• **Work instruction**
Print out every entry that follows, exactly as written.
START Records supplied
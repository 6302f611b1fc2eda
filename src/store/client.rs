//! REST client for the remote document store
//!
//! Fetches whole collections page by page and upserts documents with a
//! field mask, so fields not written by dumpsync are left untouched.

use reqwest::{Client, Response, Url};
use serde_json::{json, Value};
use std::time::Duration;

use crate::error::StoreError;
use crate::record::Record;
use crate::store::codec::{decode_document, encode_fields};

#[derive(Clone, Debug, PartialEq)]
pub struct StoreConfig {
    /// Collection root, e.g. `https://host/v1/projects/p/databases/(default)/documents`.
    pub base_url: String,
    pub api_key: Option<String>,
    /// Skip TLS certificate verification.
    pub insecure_tls: bool,
    pub timeout: Duration,
    pub page_size: usize,
}

impl StoreConfig {
    pub fn new(base_url: impl Into<String>) -> Self {
        Self {
            base_url: base_url.into(),
            api_key: None,
            insecure_tls: false,
            timeout: Duration::from_secs(60),
            page_size: 1000,
        }
    }
}

/// Operations the reconciliation pipeline needs from a store.
#[allow(async_fn_in_trait)]
pub trait DocumentStore {
    /// Every document in `collection`, decoded, with `_docId` set.
    async fn fetch_collection(&self, collection: &str) -> Result<Vec<Record>, StoreError>;

    /// Create or partially update document `id`, writing exactly the given
    /// fields.
    async fn upsert(&self, collection: &str, id: &str, fields: &Record) -> Result<(), StoreError>;
}

#[derive(Clone, Debug)]
pub struct StoreClient {
    http: Client,
    base_url: Url,
    api_key: Option<String>,
    page_size: usize,
}

impl StoreClient {
    pub fn new(config: &StoreConfig) -> Result<Self, StoreError> {
        let base_url = Url::parse(config.base_url.trim_end_matches('/'))
            .map_err(|e| StoreError::InvalidUrl(format!("{}: {}", config.base_url, e)))?;
        if base_url.cannot_be_a_base() {
            return Err(StoreError::InvalidUrl(config.base_url.clone()));
        }

        let mut builder = Client::builder().timeout(config.timeout);
        if config.insecure_tls {
            tracing::warn!("TLS certificate verification disabled for {}", config.base_url);
            builder = builder.danger_accept_invalid_certs(true);
        }

        Ok(Self {
            http: builder.build()?,
            base_url,
            api_key: config.api_key.clone(),
            page_size: config.page_size.max(1),
        })
    }

    fn collection_url(&self, segments: &[&str]) -> Url {
        let mut url = self.base_url.clone();
        if let Ok(mut path) = url.path_segments_mut() {
            path.pop_if_empty().extend(segments);
        }
        url
    }

    async fn check(response: Response) -> Result<Response, StoreError> {
        let status = response.status();
        if status.is_success() {
            return Ok(response);
        }
        let body = response.text().await.unwrap_or_default();
        Err(StoreError::Status {
            status: status.as_u16(),
            message: error_message(&body),
        })
    }
}

impl DocumentStore for StoreClient {
    async fn fetch_collection(&self, collection: &str) -> Result<Vec<Record>, StoreError> {
        let mut documents = Vec::new();
        let mut page_token: Option<String> = None;

        loop {
            let mut url = self.collection_url(&[collection]);
            {
                let mut query = url.query_pairs_mut();
                query.append_pair("pageSize", &self.page_size.to_string());
                if let Some(key) = &self.api_key {
                    query.append_pair("key", key);
                }
                if let Some(token) = &page_token {
                    query.append_pair("pageToken", token);
                }
            }

            let response = Self::check(self.http.get(url).send().await?).await?;
            let payload: Value = response
                .json()
                .await
                .map_err(|e| StoreError::Decode(e.to_string()))?;

            if let Some(batch) = payload.get("documents").and_then(Value::as_array) {
                documents.extend(batch.iter().map(decode_document));
            }
            tracing::debug!("Fetched {} documents from {} so far", documents.len(), collection);

            page_token = payload
                .get("nextPageToken")
                .and_then(Value::as_str)
                .filter(|t| !t.is_empty())
                .map(str::to_string);
            if page_token.is_none() {
                break;
            }
        }

        tracing::info!("Fetched {} documents from {}", documents.len(), collection);
        Ok(documents)
    }

    async fn upsert(&self, collection: &str, id: &str, fields: &Record) -> Result<(), StoreError> {
        let encoded = encode_fields(fields);

        let mut url = self.collection_url(&[collection, id]);
        {
            let mut query = url.query_pairs_mut();
            for name in encoded.keys() {
                query.append_pair("updateMask.fieldPaths", &field_path(name));
            }
            if let Some(key) = &self.api_key {
                query.append_pair("key", key);
            }
        }

        Self::check(
            self.http
                .patch(url)
                .json(&json!({ "fields": &encoded }))
                .send()
                .await?,
        )
        .await?;

        tracing::debug!("Upserted {}/{} ({} fields)", collection, id, encoded.len());
        Ok(())
    }
}

/// Quote a field name for use in a field mask when it is not a simple
/// identifier.
pub fn field_path(name: &str) -> String {
    let mut chars = name.chars();
    let simple = matches!(chars.next(), Some(c) if c == '_' || c.is_ascii_alphabetic())
        && chars.all(|c| c == '_' || c.is_ascii_alphanumeric());
    if simple {
        name.to_string()
    } else {
        format!("`{}`", name.replace('\\', "\\\\").replace('`', "\\`"))
    }
}

/// Pull `error.message` out of a store error body, falling back to the raw
/// body.
fn error_message(body: &str) -> String {
    serde_json::from_str::<Value>(body)
        .ok()
        .and_then(|v| v.pointer("/error/message").and_then(Value::as_str).map(str::to_string))
        .unwrap_or_else(|| body.trim().to_string())
}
END Records supplied
• **Answer space**
repository 6302f611b1fc2eda
filename src/store/client.rs
//! REST client for the remote document store
//!
//! Fetches whole collections page by page and upserts documents with a
//! field mask, so fields not written by dumpsync are left untouched.

use reqwest::{Client, Response, Url};
use serde_json::{json, Value};
use std::time::Duration;

use crate::error::StoreError;
use crate::record::Record;
use crate::store::codec::{decode_document, encode_fields};

#[derive(Clone, Debug, PartialEq)]
pub struct StoreConfig {
    /// Collection root, e.g. `https://host/v1/projects/p/databases/(default)/documents`.
    pub base_url: String,
    pub api_key: Option<String>,
    /// Skip TLS certificate verification.
    pub insecure_tls: bool,
    pub timeout: Duration,
    pub page_size: usize,
}

impl StoreConfig {
    pub fn new(base_url: impl Into<String>) -> Self {
        Self {
            base_url: base_url.into(),
            api_key: None,
            insecure_tls: false,
            timeout: Duration::from_secs(60),
            page_size: 1000,
        }
    }
}

/// Operations the reconciliation pipeline needs from a store.
#[allow(async_fn_in_trait)]
pub trait DocumentStore {
    /// Every document in `collection`, decoded, with `_docId` set.
    async fn fetch_collection(&self, collection: &str) -> Result<Vec<Record>, StoreError>;

    /// Create or partially update document `id`, writing exactly the given
    /// fields.
    async fn upsert(&self, collection: &str, id: &str, fields: &Record) -> Result<(), StoreError>;
}

#[derive(Clone, Debug)]
pub struct StoreClient {
    http: Client,
    base_url: Url,
    api_key: Option<String>,
    page_size: usize,
}

impl StoreClient {
    pub fn new(config: &StoreConfig) -> Result<Self, StoreError> {
        let base_url = Url::parse(config.base_url.trim_end_matches('/'))
            .map_err(|e| StoreError::InvalidUrl(format!("{}: {}", config.base_url, e)))?;
        if base_url.cannot_be_a_base() {
            return Err(StoreError::InvalidUrl(config.base_url.clone()));
        }

        let mut builder = Client::builder().timeout(config.timeout);
        if config.insecure_tls {
            tracing::warn!("TLS certificate verification disabled for {}", config.base_url);
            builder = builder.danger_accept_invalid_certs(true);
        }

        Ok(Self {
            http: builder.build()?,
            base_url,
            api_key: config.api_key.clone(),
            page_size: config.page_size.max(1),
        })
    }

    fn collection_url(&self, segments: &[&str]) -> Url {
        let mut url = self.base_url.clone();
        if let Ok(mut path) = url.path_segments_mut() {
            path.pop_if_empty().extend(segments);
        }
        url
    }

    async fn check(response: Response) -> Result<Response, StoreError> {
        let status = response.status();
        if status.is_success() {
            return Ok(response);
        }
        let body = response.text().await.unwrap_or_default();
        Err(StoreError::Status {
            status: status.as_u16(),
            message: error_message(&body),
        })
    }
}

impl DocumentStore for StoreClient {
    async fn fetch_collection(&self, collection: &str) -> Result<Vec<Record>, StoreError> {
        let mut documents = Vec::new();
        let mut page_token: Option<String> = None;

        loop {
            let mut url = self.collection_url(&[collection]);
            {
                let mut query = url.query_pairs_mut();
                query.append_pair("pageSize", &self.page_size.to_string());
                if let Some(key) = &self.api_key {
                    query.append_pair("key", key);
                }
                if let Some(token) = &page_token {
                    query.append_pair("pageToken", token);
                }
            }

            let response = Self::check(self.http.get(url).send().await?).await?;
            let payload: Value = response
                .json()
                .await
                .map_err(|e| StoreError::Decode(e.to_string()))?;

            if let Some(batch) = payload.get("documents").and_then(Value::as_array) {
                documents.extend(batch.iter().map(decode_document));
            }
            tracing::debug!("Fetched {} documents from {} so far", documents.len(), collection);

            page_token = payload
                .get("nextPageToken")
                .and_then(Value::as_str)
                .filter(|t| !t.is_empty())
                .map(str::to_string);
            if page_token.is_none() {
                break;
            }
        }

        tracing::info!("Fetched {} documents from {}", documents.len(), collection);
        Ok(documents)
    }

    async fn upsert(&self, collection: &str, id: &str, fields: &Record) -> Result<(), StoreError> {
        let encoded = encode_fields(fields);

        let mut url = self.collection_url(&[collection, id]);
        {
            let mut query = url.query_pairs_mut();
            for name in encoded.keys() {
                query.append_pair("updateMask.fieldPaths", &field_path(name));
            }
            if let Some(key) = &self.api_key {
                query.append_pair("key", key);
            }
        }

        Self::check(
            self.http
                .patch(url)
                .json(&json!({ "fields": &encoded }))
                .send()
                .await?,
        )
        .await?;

        tracing::debug!("Upserted {}/{} ({} fields)", collection, id, encoded.len());
        Ok(())
    }
}

/// Quote a field name for use in a field mask when it is not a simple
/// identifier.
pub fn field_path(name: &str) -> String {
    let mut chars = name.chars();
    let simple = matches!(chars.next(), Some(c) if c == '_' || c.is_ascii_alphabetic())
        && chars.all(|c| c == '_' || c.is_ascii_alphanumeric());
    if simple {
        name.to_string()
    } else {
        format!("`{}`", name.replace('\\', "\\\\").replace('`', "\\`"))
    }
}

/// Pull `error.message` out of a store error body, falling back to the raw
/// body.
fn error_message(body: &str) -> String {
    serde_json::from_str::<Value>(body)
        .ok()
        .and_then(|v| v.pointer("/error/message").and_then(Value::as_str).map(str::to_string))
        .unwrap_or_else(|| body.trim().to_string())
}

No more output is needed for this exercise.